◆ **PROVIDED MATERIAL**:

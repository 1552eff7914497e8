use std::io::Read;

use sfj_wire::PrimitiveReader;

use crate::error::{DecodeError, DictKind};
use crate::event::{parse_event, DecodedEvent};
use crate::opcode::Opcode;
use crate::state::DecoderState;

/// Drives one journal's opcode stream to completion (or first failure),
/// yielding events as they're parsed.
///
/// `DecoderState` is threaded through as an explicit value rather than
/// hidden behind interior mutability — every opcode handler below either
/// reads it or mutates it directly, and nothing about its lifecycle
/// survives past this `JournalDecoder`.
pub struct JournalDecoder<R: Read> {
    reader: PrimitiveReader<R>,
    state: DecoderState,
    failed: bool,
}

impl<R: Read> JournalDecoder<R> {
    pub fn new(inner: R) -> Self {
        Self {
            reader: PrimitiveReader::new(inner),
            state: DecoderState::new(),
            failed: false,
        }
    }

    /// Offset into the (decompressed) journal stream the decoder has
    /// read up to — used by the journal driver's log line when a
    /// journal is abandoned mid-stream.
    pub fn position(&self) -> u64 {
        self.reader.position()
    }

    /// Reads and dispatches opcodes until an `Event` opcode produces a
    /// record, a clean end of journal is reached (`Ok(None)`), or a
    /// failure is encountered. Once a failure is returned, every
    /// subsequent call also returns `Ok(None)` without touching the
    /// reader again — the journal is considered abandoned at the point
    /// of first failure, matching the journal driver's recovery policy.
    pub fn next_event(&mut self) -> Result<Option<DecodedEvent>, DecodeError> {
        if self.failed {
            return Ok(None);
        }
        match self.next_event_inner() {
            Ok(v) => Ok(v),
            Err(e) => {
                self.failed = true;
                Err(e)
            }
        }
    }

    fn next_event_inner(&mut self) -> Result<Option<DecodedEvent>, DecodeError> {
        loop {
            let Some(opcode_byte) = self.reader.peek_u8()? else {
                // Clean end of stream at an opcode boundary: not an error.
                return Ok(None);
            };
            self.reader.read_u8()?;

            match Opcode::classify(opcode_byte) {
                Opcode::Nop => continue,
                Opcode::NewStringHost | Opcode::NewStringHostAlias => {
                    let bytes = self.reader.read_lp_bytes()?;
                    self.state.hosts.push(String::from_utf8_lossy(&bytes).into_owned());
                }
                Opcode::NewStringSource => {
                    let bytes = self.reader.read_lp_bytes()?;
                    self.state.sources.push(String::from_utf8_lossy(&bytes).into_owned());
                }
                Opcode::NewStringSourcetype => {
                    let bytes = self.reader.read_lp_bytes()?;
                    self.state
                        .sourcetypes
                        .push(String::from_utf8_lossy(&bytes).into_owned());
                }
                Opcode::SetActiveHost => {
                    let idx = self.reader.read_varint()?;
                    self.state.active_host_idx =
                        Some(Self::check_index(idx, self.state.hosts.len(), DictKind::Host)?);
                }
                Opcode::SetActiveSource => {
                    let idx = self.reader.read_varint()?;
                    self.state.active_source_idx = Some(Self::check_index(
                        idx,
                        self.state.sources.len(),
                        DictKind::Source,
                    )?);
                }
                Opcode::SetActiveSourcetype => {
                    let idx = self.reader.read_varint()?;
                    self.state.active_sourcetype_idx = Some(Self::check_index(
                        idx,
                        self.state.sourcetypes.len(),
                        DictKind::Sourcetype,
                    )?);
                }
                Opcode::SetBaseTime => {
                    let secs = self.reader.read_varint()?;
                    self.state.base_time = Some(secs);
                }
                Opcode::Reserved(_) => {
                    // Forward-compatibility: absorb exactly one varint
                    // and move on, whatever it means to a future writer.
                    let _ = self.reader.read_varint()?;
                }
                Opcode::Event(_) => {
                    let len = self.reader.read_varint()?;
                    let window = self.reader.read_exact(len as usize)?;
                    let event = parse_event(&window, &self.state)?;
                    return Ok(Some(event));
                }
                Opcode::Unknown(opcode) => {
                    return Err(DecodeError::UnknownOpcode { opcode });
                }
            }
        }
    }

    fn check_index(idx: u64, len: usize, dict: DictKind) -> Result<usize, DecodeError> {
        let idx_usize = usize::try_from(idx).unwrap_or(usize::MAX);
        if idx_usize >= len {
            Err(DecodeError::OutOfRange { dict, idx, len })
        } else {
            Ok(idx_usize)
        }
    }
}

impl<R: Read> Iterator for JournalDecoder<R> {
    type Item = Result<DecodedEvent, DecodeError>;

    fn next(&mut self) -> Option<Self::Item> {
        self.next_event().transpose()
    }
}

◆ **WORK INSTRUCTION**:
I'd like the records returned exactly as they were written, please.

◆ **ANSWER BOX**:
repository 1552eff7914497e8
use std::io::Read;

use sfj_wire::PrimitiveReader;

use crate::error::{DecodeError, DictKind};
use crate::event::{parse_event, DecodedEvent};
use crate::opcode::Opcode;
use crate::state::DecoderState;

/// Drives one journal's opcode stream to completion (or first failure),
/// yielding events as they're parsed.
///
/// `DecoderState` is threaded through as an explicit value rather than
/// hidden behind interior mutability — every opcode handler below either
/// reads it or mutates it directly, and nothing about its lifecycle
/// survives past this `JournalDecoder`.
pub struct JournalDecoder<R: Read> {
    reader: PrimitiveReader<R>,
    state: DecoderState,
    failed: bool,
}

impl<R: Read> JournalDecoder<R> {
    pub fn new(inner: R) -> Self {
        Self {
            reader: PrimitiveReader::new(inner),
            state: DecoderState::new(),
            failed: false,
        }
    }

    /// Offset into the (decompressed) journal stream the decoder has
    /// read up to — used by the journal driver's log line when a
    /// journal is abandoned mid-stream.
    pub fn position(&self) -> u64 {
        self.reader.position()
    }

    /// Reads and dispatches opcodes until an `Event` opcode produces a
    /// record, a clean end of journal is reached (`Ok(None)`), or a
    /// failure is encountered. Once a failure is returned, every
    /// subsequent call also returns `Ok(None)` without touching the
    /// reader again — the journal is considered abandoned at the point
    /// of first failure, matching the journal driver's recovery policy.
    pub fn next_event(&mut self) -> Result<Option<DecodedEvent>, DecodeError> {
        if self.failed {
            return Ok(None);
        }
        match self.next_event_inner() {
            Ok(v) => Ok(v),
            Err(e) => {
                self.failed = true;
                Err(e)
            }
        }
    }

    fn next_event_inner(&mut self) -> Result<Option<DecodedEvent>, DecodeError> {
        loop {
            let Some(opcode_byte) = self.reader.peek_u8()? else {
                // Clean end of stream at an opcode boundary: not an error.
                return Ok(None);
            };
            self.reader.read_u8()?;

            match Opcode::classify(opcode_byte) {
                Opcode::Nop => continue,
                Opcode::NewStringHost | Opcode::NewStringHostAlias => {
                    let bytes = self.reader.read_lp_bytes()?;
                    self.state.hosts.push(String::from_utf8_lossy(&bytes).into_owned());
                }
                Opcode::NewStringSource => {
                    let bytes = self.reader.read_lp_bytes()?;
                    self.state.sources.push(String::from_utf8_lossy(&bytes).into_owned());
                }
                Opcode::NewStringSourcetype => {
                    let bytes = self.reader.read_lp_bytes()?;
                    self.state
                        .sourcetypes
                        .push(String::from_utf8_lossy(&bytes).into_owned());
                }
                Opcode::SetActiveHost => {
                    let idx = self.reader.read_varint()?;
                    self.state.active_host_idx =
                        Some(Self::check_index(idx, self.state.hosts.len(), DictKind::Host)?);
                }
                Opcode::SetActiveSource => {
                    let idx = self.reader.read_varint()?;
                    self.state.active_source_idx = Some(Self::check_index(
                        idx,
                        self.state.sources.len(),
                        DictKind::Source,
                    )?);
                }
                Opcode::SetActiveSourcetype => {
                    let idx = self.reader.read_varint()?;
                    self.state.active_sourcetype_idx = Some(Self::check_index(
                        idx,
                        self.state.sourcetypes.len(),
                        DictKind::Sourcetype,
                    )?);
                }
                Opcode::SetBaseTime => {
                    let secs = self.reader.read_varint()?;
                    self.state.base_time = Some(secs);
                }
                Opcode::Reserved(_) => {
                    // Forward-compatibility: absorb exactly one varint
                    // and move on, whatever it means to a future writer.
                    let _ = self.reader.read_varint()?;
                }
                Opcode::Event(_) => {
                    let len = self.reader.read_varint()?;
                    let window = self.reader.read_exact(len as usize)?;
                    let event = parse_event(&window, &self.state)?;
                    return Ok(Some(event));
                }
                Opcode::Unknown(opcode) => {
                    return Err(DecodeError::UnknownOpcode { opcode });
                }
            }
        }
    }

    fn check_index(idx: u64, len: usize, dict: DictKind) -> Result<usize, DecodeError> {
        let idx_usize = usize::try_from(idx).unwrap_or(usize::MAX);
        if idx_usize >= len {
            Err(DecodeError::OutOfRange { dict, idx, len })
        } else {
            Ok(idx_usize)
        }
    }
}

impl<R: Read> Iterator for JournalDecoder<R> {
    type Item = Result<DecodedEvent, DecodeError>;

    fn next(&mut self) -> Option<Self::Item> {
        self.next_event().transpose()
    }
}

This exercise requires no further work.